-- AVAILABLE RECORDS --

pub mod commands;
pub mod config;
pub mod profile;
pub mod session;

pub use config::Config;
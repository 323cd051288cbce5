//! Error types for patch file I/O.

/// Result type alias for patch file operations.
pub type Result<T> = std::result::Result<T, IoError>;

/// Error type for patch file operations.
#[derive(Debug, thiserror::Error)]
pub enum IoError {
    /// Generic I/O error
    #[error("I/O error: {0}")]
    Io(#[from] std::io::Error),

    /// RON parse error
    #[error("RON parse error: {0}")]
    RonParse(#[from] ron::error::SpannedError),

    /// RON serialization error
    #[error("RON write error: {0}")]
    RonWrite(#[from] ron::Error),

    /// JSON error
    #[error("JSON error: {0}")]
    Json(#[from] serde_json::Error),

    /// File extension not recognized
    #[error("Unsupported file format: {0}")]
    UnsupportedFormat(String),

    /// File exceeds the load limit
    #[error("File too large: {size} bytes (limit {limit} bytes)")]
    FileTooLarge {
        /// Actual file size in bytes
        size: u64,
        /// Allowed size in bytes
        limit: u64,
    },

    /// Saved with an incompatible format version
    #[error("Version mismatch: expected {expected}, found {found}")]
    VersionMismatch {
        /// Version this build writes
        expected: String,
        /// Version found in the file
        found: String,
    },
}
...
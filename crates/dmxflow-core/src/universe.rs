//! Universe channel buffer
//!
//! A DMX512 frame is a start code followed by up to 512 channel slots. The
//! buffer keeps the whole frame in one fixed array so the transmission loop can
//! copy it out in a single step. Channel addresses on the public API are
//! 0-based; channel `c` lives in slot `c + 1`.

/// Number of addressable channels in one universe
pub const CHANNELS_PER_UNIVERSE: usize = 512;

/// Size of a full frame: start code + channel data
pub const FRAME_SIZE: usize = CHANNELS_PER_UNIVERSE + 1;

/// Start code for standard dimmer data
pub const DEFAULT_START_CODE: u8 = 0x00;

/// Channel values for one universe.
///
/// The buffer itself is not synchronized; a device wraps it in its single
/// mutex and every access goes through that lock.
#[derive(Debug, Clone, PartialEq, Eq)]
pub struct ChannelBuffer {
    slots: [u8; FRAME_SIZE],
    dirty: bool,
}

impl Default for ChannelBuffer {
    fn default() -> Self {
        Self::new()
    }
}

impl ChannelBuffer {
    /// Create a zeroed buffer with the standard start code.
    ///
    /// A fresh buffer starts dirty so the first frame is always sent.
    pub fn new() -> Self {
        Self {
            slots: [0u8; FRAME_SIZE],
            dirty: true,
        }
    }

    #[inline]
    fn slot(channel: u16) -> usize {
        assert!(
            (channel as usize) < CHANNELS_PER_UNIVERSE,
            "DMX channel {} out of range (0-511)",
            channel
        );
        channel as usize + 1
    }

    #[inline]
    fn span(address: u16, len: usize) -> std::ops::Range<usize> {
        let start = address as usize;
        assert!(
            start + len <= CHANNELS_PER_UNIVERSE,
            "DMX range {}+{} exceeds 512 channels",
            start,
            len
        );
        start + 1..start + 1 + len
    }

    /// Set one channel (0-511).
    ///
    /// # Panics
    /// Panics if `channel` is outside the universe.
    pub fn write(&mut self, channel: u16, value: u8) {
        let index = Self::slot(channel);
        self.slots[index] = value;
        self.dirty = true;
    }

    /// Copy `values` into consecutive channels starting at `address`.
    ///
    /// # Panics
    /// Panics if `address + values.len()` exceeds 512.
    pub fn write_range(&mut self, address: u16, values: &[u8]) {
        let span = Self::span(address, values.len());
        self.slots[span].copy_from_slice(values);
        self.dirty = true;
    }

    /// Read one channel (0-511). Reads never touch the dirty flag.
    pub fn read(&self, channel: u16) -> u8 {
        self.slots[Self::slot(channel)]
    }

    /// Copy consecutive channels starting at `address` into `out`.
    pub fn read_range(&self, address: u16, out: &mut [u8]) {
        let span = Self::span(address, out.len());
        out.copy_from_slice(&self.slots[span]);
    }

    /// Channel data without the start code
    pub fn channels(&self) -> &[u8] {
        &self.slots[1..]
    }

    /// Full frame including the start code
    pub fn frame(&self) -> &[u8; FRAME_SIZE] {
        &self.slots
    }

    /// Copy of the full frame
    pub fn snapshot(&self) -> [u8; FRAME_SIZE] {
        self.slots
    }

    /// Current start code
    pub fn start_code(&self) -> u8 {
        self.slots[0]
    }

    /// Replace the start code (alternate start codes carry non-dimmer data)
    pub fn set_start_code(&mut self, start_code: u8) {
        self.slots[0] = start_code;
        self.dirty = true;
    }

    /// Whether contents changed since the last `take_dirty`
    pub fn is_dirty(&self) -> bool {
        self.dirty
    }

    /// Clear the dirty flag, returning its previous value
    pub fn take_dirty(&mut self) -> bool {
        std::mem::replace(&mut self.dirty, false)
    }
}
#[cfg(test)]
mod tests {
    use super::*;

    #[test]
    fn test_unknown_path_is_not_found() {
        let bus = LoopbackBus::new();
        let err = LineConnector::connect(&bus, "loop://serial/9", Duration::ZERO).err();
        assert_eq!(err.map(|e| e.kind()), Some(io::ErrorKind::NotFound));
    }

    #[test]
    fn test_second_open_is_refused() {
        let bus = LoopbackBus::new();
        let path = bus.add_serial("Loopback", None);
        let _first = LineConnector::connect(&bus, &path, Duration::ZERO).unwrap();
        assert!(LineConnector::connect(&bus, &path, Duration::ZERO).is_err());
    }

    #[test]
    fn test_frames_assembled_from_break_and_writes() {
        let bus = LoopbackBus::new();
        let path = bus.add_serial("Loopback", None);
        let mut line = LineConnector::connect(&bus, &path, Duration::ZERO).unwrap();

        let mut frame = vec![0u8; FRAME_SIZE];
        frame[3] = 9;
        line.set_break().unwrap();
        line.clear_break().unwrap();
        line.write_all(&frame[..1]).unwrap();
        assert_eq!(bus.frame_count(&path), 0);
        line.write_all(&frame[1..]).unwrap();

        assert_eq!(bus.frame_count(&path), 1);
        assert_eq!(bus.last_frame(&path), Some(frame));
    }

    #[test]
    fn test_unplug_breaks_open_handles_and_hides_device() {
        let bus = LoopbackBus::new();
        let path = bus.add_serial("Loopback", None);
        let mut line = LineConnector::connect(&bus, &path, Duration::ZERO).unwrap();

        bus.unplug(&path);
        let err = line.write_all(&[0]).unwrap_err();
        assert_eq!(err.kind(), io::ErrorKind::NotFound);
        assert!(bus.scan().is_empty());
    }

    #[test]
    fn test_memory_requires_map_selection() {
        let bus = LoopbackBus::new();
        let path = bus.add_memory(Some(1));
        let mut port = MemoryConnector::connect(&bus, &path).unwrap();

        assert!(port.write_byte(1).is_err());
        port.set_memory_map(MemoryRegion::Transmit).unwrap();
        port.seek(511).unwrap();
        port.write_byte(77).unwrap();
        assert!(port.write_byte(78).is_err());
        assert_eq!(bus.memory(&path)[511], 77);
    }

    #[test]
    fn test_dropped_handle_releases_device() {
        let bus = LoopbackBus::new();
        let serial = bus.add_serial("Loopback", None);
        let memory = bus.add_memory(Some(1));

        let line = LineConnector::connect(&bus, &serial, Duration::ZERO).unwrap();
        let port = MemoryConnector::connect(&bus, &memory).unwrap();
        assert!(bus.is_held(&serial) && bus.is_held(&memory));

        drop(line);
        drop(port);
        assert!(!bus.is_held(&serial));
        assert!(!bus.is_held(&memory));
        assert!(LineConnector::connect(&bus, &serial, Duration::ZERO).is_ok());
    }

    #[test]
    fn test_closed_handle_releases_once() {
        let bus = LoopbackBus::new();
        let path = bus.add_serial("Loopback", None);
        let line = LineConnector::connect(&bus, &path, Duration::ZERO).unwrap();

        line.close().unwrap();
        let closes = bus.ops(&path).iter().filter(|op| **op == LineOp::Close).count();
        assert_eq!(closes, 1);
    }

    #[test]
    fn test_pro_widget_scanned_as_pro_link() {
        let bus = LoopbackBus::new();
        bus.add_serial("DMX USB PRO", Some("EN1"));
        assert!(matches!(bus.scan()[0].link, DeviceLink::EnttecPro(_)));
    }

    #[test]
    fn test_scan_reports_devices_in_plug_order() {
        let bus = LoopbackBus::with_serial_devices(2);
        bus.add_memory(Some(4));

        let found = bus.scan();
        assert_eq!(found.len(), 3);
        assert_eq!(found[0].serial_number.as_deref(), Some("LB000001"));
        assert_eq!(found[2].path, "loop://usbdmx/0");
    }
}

-- DIRECTIONS --
From the records above, reproduce exactly the lines from the one with "pub mod commands;" to the one with "file size in bytes", both included, and no others.

-- SOLUTION TO THIS PROBLEM --
pub mod commands;
pub mod config;
pub mod profile;
pub mod session;

pub use config::Config;
repository 323cd051288cbce5
//! Error types for patch file I/O.

/// Result type alias for patch file operations.
pub type Result<T> = std::result::Result<T, IoError>;

/// Error type for patch file operations.
#[derive(Debug, thiserror::Error)]
pub enum IoError {
    /// Generic I/O error
    #[error("I/O error: {0}")]
    Io(#[from] std::io::Error),

    /// RON parse error
    #[error("RON parse error: {0}")]
    RonParse(#[from] ron::error::SpannedError),

    /// RON serialization error
    #[error("RON write error: {0}")]
    RonWrite(#[from] ron::Error),

    /// JSON error
    #[error("JSON error: {0}")]
    Json(#[from] serde_json::Error),

    /// File extension not recognized
    #[error("Unsupported file format: {0}")]
    UnsupportedFormat(String),

    /// File exceeds the load limit
    #[error("File too large: {size} bytes (limit {limit} bytes)")]
    FileTooLarge {
        /// Actual file size in bytes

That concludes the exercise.